### Activity
Take from the data every line in which the word "DerivedParameters" is found.

### Data under study
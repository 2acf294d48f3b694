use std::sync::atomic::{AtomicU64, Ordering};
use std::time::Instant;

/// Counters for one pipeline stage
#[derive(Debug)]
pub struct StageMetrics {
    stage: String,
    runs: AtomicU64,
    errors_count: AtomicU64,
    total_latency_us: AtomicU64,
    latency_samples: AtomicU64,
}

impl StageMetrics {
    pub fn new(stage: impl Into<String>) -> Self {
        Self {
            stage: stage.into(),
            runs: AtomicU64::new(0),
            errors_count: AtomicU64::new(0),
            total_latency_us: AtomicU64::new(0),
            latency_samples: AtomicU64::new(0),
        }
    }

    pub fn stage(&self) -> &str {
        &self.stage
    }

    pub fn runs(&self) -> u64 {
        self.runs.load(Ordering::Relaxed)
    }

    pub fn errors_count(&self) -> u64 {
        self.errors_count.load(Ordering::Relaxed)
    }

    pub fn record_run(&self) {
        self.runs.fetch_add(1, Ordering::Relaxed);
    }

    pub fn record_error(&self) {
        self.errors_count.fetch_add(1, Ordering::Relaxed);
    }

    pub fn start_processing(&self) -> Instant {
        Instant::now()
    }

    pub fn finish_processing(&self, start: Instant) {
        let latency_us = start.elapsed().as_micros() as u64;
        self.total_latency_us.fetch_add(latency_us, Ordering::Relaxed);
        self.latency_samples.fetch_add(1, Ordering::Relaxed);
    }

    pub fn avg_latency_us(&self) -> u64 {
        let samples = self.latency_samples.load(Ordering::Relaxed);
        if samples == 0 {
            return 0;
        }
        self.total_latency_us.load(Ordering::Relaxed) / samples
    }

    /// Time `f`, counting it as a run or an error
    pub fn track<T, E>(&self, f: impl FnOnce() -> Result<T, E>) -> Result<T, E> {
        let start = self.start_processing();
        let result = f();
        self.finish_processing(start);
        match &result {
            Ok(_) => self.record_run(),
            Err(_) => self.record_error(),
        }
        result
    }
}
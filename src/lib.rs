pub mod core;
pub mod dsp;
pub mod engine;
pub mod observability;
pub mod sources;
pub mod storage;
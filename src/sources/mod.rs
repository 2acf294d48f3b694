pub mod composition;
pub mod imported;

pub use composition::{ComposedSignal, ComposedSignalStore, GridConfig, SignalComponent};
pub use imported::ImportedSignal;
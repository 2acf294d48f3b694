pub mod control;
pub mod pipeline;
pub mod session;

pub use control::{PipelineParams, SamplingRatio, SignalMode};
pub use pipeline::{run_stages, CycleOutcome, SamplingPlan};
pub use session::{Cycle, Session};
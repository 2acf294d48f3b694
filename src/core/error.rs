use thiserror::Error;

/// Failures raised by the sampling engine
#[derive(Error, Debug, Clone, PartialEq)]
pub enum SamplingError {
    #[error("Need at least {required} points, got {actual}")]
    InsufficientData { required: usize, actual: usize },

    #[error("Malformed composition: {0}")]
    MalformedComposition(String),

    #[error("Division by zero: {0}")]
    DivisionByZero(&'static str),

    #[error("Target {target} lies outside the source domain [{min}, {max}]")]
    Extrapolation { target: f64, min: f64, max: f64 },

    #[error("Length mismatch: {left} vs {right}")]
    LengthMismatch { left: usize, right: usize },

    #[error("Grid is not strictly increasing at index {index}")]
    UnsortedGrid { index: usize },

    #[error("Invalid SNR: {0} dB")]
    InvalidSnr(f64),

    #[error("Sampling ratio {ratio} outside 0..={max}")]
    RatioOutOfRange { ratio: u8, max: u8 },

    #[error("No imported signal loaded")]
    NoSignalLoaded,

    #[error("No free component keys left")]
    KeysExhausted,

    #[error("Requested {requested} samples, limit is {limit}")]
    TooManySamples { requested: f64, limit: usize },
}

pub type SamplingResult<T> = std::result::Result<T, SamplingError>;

* * *

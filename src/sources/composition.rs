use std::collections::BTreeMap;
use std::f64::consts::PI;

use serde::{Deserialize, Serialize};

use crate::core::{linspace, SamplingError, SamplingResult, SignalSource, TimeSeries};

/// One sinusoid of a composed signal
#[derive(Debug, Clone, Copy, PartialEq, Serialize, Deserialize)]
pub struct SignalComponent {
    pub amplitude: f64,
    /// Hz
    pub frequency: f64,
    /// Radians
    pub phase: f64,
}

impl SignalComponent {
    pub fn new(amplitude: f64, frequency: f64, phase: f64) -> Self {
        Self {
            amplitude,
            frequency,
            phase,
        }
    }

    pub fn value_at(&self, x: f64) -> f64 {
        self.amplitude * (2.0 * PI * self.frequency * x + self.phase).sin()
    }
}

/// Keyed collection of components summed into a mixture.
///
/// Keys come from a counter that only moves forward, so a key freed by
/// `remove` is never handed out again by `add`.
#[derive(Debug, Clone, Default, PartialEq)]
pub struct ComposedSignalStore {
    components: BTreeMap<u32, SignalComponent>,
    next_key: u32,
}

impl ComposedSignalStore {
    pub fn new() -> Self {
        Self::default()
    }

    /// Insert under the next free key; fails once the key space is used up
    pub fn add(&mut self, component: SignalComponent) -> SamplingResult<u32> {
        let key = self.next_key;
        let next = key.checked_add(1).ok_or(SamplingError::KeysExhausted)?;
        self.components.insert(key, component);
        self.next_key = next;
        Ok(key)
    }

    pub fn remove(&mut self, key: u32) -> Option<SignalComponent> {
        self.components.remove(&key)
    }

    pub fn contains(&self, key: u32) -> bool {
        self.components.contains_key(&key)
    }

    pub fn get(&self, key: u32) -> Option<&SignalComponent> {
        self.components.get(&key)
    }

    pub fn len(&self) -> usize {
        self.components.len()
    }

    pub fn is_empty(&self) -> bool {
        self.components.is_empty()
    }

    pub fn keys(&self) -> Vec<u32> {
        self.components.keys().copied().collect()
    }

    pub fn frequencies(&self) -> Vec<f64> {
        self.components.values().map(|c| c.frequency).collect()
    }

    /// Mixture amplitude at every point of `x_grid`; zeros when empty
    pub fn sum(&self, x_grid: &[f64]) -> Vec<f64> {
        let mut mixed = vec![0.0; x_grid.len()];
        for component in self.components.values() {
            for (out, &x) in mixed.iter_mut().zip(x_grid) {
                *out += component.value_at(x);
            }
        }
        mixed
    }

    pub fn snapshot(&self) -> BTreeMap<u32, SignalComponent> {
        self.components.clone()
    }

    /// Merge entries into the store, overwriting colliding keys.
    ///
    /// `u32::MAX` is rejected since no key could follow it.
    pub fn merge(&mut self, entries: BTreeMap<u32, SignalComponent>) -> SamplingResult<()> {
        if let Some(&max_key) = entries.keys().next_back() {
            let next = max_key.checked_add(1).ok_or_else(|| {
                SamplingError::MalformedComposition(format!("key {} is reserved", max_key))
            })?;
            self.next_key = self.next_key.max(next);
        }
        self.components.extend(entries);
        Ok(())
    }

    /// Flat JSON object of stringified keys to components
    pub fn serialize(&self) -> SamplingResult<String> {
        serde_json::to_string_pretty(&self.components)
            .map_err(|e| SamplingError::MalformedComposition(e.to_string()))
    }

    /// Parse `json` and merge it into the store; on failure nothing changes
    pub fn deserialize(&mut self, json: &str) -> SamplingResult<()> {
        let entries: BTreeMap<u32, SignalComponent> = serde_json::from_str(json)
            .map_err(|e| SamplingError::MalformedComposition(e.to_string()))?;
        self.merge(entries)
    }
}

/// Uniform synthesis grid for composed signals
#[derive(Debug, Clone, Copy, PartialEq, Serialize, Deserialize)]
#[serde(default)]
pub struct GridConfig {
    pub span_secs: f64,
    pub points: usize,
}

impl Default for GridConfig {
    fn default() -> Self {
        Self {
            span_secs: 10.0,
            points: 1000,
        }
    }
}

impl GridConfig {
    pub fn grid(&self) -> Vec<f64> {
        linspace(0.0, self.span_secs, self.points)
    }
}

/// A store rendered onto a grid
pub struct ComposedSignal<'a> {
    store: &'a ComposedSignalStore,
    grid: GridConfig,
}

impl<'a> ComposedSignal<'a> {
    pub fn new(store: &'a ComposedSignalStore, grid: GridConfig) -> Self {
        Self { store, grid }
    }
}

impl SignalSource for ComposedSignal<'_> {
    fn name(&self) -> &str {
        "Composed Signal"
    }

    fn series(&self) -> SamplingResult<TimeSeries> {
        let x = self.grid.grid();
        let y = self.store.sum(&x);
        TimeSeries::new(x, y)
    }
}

* * *

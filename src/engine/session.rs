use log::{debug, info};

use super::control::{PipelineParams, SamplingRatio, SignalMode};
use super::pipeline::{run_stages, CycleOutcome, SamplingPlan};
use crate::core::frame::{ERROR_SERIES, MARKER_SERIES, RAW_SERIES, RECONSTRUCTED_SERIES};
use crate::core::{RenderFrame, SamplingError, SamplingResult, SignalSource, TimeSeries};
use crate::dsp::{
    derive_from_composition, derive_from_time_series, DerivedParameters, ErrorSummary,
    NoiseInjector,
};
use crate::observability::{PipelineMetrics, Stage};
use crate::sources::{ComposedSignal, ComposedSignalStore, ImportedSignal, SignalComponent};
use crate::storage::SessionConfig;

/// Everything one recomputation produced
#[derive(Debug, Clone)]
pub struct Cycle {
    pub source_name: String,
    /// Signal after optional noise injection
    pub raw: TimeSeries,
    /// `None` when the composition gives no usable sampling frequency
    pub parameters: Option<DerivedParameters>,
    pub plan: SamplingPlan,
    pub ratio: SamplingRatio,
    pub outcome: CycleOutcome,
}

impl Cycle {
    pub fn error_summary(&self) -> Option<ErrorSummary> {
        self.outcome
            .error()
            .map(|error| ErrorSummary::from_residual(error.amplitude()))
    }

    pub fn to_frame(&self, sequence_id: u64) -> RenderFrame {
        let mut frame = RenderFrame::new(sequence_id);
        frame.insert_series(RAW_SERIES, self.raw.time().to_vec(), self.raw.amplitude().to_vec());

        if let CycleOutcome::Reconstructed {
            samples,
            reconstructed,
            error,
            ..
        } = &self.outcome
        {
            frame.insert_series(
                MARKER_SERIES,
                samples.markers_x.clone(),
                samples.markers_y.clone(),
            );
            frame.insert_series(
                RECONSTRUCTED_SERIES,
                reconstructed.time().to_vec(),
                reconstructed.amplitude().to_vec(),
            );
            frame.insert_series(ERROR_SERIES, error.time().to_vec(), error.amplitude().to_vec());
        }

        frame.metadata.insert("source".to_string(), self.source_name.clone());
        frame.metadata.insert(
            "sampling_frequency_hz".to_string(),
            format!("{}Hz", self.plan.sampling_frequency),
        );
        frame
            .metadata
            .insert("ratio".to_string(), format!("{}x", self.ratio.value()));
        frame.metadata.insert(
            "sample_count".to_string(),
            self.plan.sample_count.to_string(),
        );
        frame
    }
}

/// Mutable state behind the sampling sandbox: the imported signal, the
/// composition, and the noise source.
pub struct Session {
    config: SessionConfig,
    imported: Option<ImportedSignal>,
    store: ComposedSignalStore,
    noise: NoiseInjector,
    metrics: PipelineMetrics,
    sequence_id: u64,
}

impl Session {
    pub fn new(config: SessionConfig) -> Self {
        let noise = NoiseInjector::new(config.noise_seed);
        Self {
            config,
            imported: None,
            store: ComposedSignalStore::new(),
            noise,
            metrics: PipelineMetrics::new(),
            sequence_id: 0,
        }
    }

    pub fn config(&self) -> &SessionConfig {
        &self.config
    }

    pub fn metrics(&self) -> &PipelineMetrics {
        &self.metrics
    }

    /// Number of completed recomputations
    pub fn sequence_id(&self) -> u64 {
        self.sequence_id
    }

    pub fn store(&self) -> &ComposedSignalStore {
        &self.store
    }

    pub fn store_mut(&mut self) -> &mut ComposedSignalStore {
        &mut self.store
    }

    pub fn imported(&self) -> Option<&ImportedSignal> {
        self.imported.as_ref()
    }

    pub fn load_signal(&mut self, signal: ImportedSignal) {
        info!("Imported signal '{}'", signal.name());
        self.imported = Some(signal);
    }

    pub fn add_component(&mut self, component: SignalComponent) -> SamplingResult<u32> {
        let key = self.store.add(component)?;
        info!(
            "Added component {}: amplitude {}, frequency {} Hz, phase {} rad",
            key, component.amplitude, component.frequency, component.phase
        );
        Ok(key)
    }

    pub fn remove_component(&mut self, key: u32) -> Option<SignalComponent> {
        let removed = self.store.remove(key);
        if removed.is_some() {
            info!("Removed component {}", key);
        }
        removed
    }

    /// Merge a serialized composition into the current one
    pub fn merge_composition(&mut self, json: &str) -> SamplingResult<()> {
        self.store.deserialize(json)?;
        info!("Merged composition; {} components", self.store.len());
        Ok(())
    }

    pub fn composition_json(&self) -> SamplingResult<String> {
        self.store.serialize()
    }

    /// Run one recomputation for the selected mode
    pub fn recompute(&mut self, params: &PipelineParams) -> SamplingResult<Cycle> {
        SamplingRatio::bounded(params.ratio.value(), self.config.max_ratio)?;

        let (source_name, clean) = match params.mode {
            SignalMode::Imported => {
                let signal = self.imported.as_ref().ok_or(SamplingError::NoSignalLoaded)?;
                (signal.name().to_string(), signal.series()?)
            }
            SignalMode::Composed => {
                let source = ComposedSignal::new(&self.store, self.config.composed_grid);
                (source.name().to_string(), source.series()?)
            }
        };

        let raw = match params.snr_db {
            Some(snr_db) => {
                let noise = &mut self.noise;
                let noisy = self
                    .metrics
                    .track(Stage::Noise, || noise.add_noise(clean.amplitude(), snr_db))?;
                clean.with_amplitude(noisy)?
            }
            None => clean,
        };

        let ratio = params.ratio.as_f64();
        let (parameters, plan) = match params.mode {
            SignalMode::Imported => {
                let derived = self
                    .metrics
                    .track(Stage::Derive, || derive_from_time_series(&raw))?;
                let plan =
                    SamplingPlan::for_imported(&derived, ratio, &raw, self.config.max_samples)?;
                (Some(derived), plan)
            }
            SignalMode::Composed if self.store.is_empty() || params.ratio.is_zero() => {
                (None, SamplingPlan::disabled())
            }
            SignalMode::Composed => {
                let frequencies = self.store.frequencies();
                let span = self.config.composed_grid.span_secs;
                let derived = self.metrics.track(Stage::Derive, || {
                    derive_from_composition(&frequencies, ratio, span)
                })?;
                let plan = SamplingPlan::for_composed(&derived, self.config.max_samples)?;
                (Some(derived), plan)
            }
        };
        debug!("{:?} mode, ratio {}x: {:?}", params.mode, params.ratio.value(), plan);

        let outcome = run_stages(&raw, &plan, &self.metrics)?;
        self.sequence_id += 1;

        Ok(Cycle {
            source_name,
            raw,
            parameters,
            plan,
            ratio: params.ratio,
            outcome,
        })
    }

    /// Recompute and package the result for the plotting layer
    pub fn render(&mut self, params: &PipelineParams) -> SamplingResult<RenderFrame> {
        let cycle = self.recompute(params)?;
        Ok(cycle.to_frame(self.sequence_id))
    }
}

### Completed exercise
    derive_from_composition, derive_from_time_series, DerivedParameters, ErrorSummary,
    pub parameters: Option<DerivedParameters>,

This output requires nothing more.